Induction of proximal tubule inflammation.

Tumor necrosis factor-α (TNF-α) has been implicated in initiating an inflammatory process after ARF (21, 22). We therefore used TNF-α to mimic an inflammatory process occurring in vivo after renal IR injury (12). To determine the role of TGF-β1 signaling in mediating the anti-inflammatory effects of sevoflurane, murine proximal tubule cells isolated from TGF-β1 (+/+, +/−) and SMAD3 (+/+, −/−) mice were treated with vehicle (saline), 10 ng/ml TNF-α, or TNF-α plus 2.2% sevoflurane in carrier gas (95% room air-5% CO2) for 16 h.

Measurement of cell viability with LDH.

LDH released into cell culture media as indexes of cell death was measured using the LDH assay kit from Promega. Released LDH from cells was expressed as a percentage of total cellular LDH (LDH released into the media plus intracellular LDH released by solubilization of cells with 1% Triton X-100).

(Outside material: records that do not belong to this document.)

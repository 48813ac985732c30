use std::sync::Arc;
use tracing::info;
use tracing_subscriber::{layer::SubscriberExt, util::SubscriberInitExt};

use cloud_drive::{
    api,
    config::{Config, StorageBackend},
    object_store as obj,
    storage::Database,
    AppState,
};

#[tokio::main(flavor = "current_thread")]
async fn main() -> anyhow::Result<()> {
    // Initialize tracing
    let env_filter =
        tracing_subscriber::EnvFilter::try_from_default_env().unwrap_or_else(|_| "info".into());

    let log_format = std::env::var("LOG_FORMAT").unwrap_or_default();
    match log_format.to_lowercase().as_str() {
        "gcp" => {
            tracing_subscriber::registry()
                .with(env_filter)
                .with(tracing_stackdriver::layer())
                .init();
        }
        "json" => {
            tracing_subscriber::registry()
                .with(env_filter)
                .with(
                    tracing_subscriber::fmt::layer()
                        .json()
                        .with_target(true)
                        .with_span_list(false),
                )
                .init();
        }
        _ => {
            tracing_subscriber::registry()
                .with(env_filter)
                .with(tracing_subscriber::fmt::layer())
                .init();
        }
    }

    info!(version = env!("CARGO_PKG_VERSION"), "cloud-drive starting");

    // Load configuration
    let config = Config::load()?;

    // Initialize database
    let db = Database::open(&config.server.data_dir)?;
    info!("Database opened at: {}", config.server.data_dir);

    // Initialize object store backend
    let object_store: Arc<dyn obj::ObjectStore> = match config.storage.backend {
        StorageBackend::Local => {
            let store = obj::LocalStore::new(
                &config.storage.local_storage_path,
                config.storage.public_url_base.clone(),
            )?;
            info!(
                "Using local storage backend at: {}",
                config.storage.local_storage_path
            );
            Arc::new(store)
        }
        StorageBackend::Gcs => {
            let bucket = config
                .storage
                .gcs_bucket
                .as_deref()
                .expect("GCS_BUCKET validated in config");
            let store =
                obj::GcsStore::new(bucket, config.storage.gcs_credentials_file.as_deref()).await?;
            info!("Using GCS storage backend, bucket: {}", bucket);
            Arc::new(store)
        }
    };

    // Create shared state
    let state = Arc::new(AppState {
        config: config.clone(),
        db,
        object_store,
    });

    // Build and start the HTTP server
    let app = api::create_router(Arc::clone(&state));
    let listener = tokio::net::TcpListener::bind(&config.server.bind_address).await?;
    info!("Listening on: {}", config.server.bind_address);

    axum::serve(listener, app)
        .with_graceful_shutdown(shutdown_signal())
        .await?;

    info!("Shutdown complete");
    Ok(())
}

async fn shutdown_signal() {
    let ctrl_c = async {
        tokio::signal::ctrl_c()
            .await
            .expect("Failed to install Ctrl+C handler");
    };

    #[cfg(unix)]
    let terminate = async {
        tokio::signal::unix::signal(tokio::signal::unix::SignalKind::terminate())
            .expect("Failed to install SIGTERM handler")
            .recv()
            .await;
    };

    #[cfg(not(unix))]
    let terminate = std::future::pending::<()>();

    tokio::select! {
        _ = ctrl_c => {},
        _ = terminate => {},
    }

    info!("Shutdown signal received, draining connections");
}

Nuclear protein extraction.

Confluent primary cultures of murine proximal tubule cells were scraped in 500 μl of buffer A (10 mM HEPES, pH 7.9, 10 mM KCl, 1.5 mM MgCl2, 20% glycerol, 0.2 mM PMSF, 0.5 mM DTT; Protease Inhibitor Cocktail, Roche, Indianapolis, IN) for 10 min at 4°C. The cells were homogenized using a polytron homogenizer for 5 s to release the nuclei into solution and centrifuged at 18,000 g for 5 min at 4°C. The supernatant was discarded and the pellet was resuspended in 50 μl of buffer B (20 mM HEPES, pH 7.9, 1.5 mM MgCl2, 0.5 mM EDTA, 25% glycerol, 0.1% Triton X-100, 0.2 mM PMSF, 0.5 mM DTT, Protease Inhibitor Cocktail) and incubated for 1 h at 4°C with occasional swirling to extract nuclear protein. The solubilized pellet was centrifuged at 16,000 g for 15 min and the supernatant-containing nuclear proteins were used for EMSAs.

EMSA.

EMSA was performed using the Gel Shift Assay Systems (Promega). The oligonucleotides for NF-κB and SMAD3 (Promega) consensus sequences were end-labeled with 10 μCi of γ32P ATP (Perkin Elmer Life Technology) and purified using a G-25 Spin Column (Amersham Biosciences). Ten micrograms of the nuclear extract were incubated with 1 μl of the labeled probe for 20 min at room temperature and electrophoresed on a 4% polyacrylamide gel (200 V at 4°C). Two micrograms of Hela Nuclear extract (Promega) were used for positive control and 1 μl of a TransCruz polyclonal antibody (Santa Cruz Biotechnology) was coincubated with the nuclear protein and probe for a super-shift reaction. One hundred-fold concentration of cold probe was coincubated as a competitor for a negative control reaction. The gel was then transferred to a blotting paper and exposed to X-ray or scanned with a Phospho Imager (Molecular Dynamics).

Protein determination.

Protein content was determined with the Pierce Chemical (Rockford, IL) bicinchoninic acid protein assay reagent with BSA as a standard.

Statistical analysis.

The data were analyzed with Student's t-test when comparing means between two groups. One-way ANOVA plus Dunnett's post hoc multiple comparison test was used when comparing multiple groups. The ordinal values of the Jablonski scale were analyzed by the Mann-Whitney nonparametric test. In all cases, a probability statistic <0.05 was taken to indicate significance. All data are expressed throughout the text as means ± SE.

Materials.

Otherwise specified, all chemicals were obtained from Sigma (St. Louis, MO).

RESULTS

TGF-β1 mRNA expression in TGF-β1+/+ and TGF-β1+/− mice.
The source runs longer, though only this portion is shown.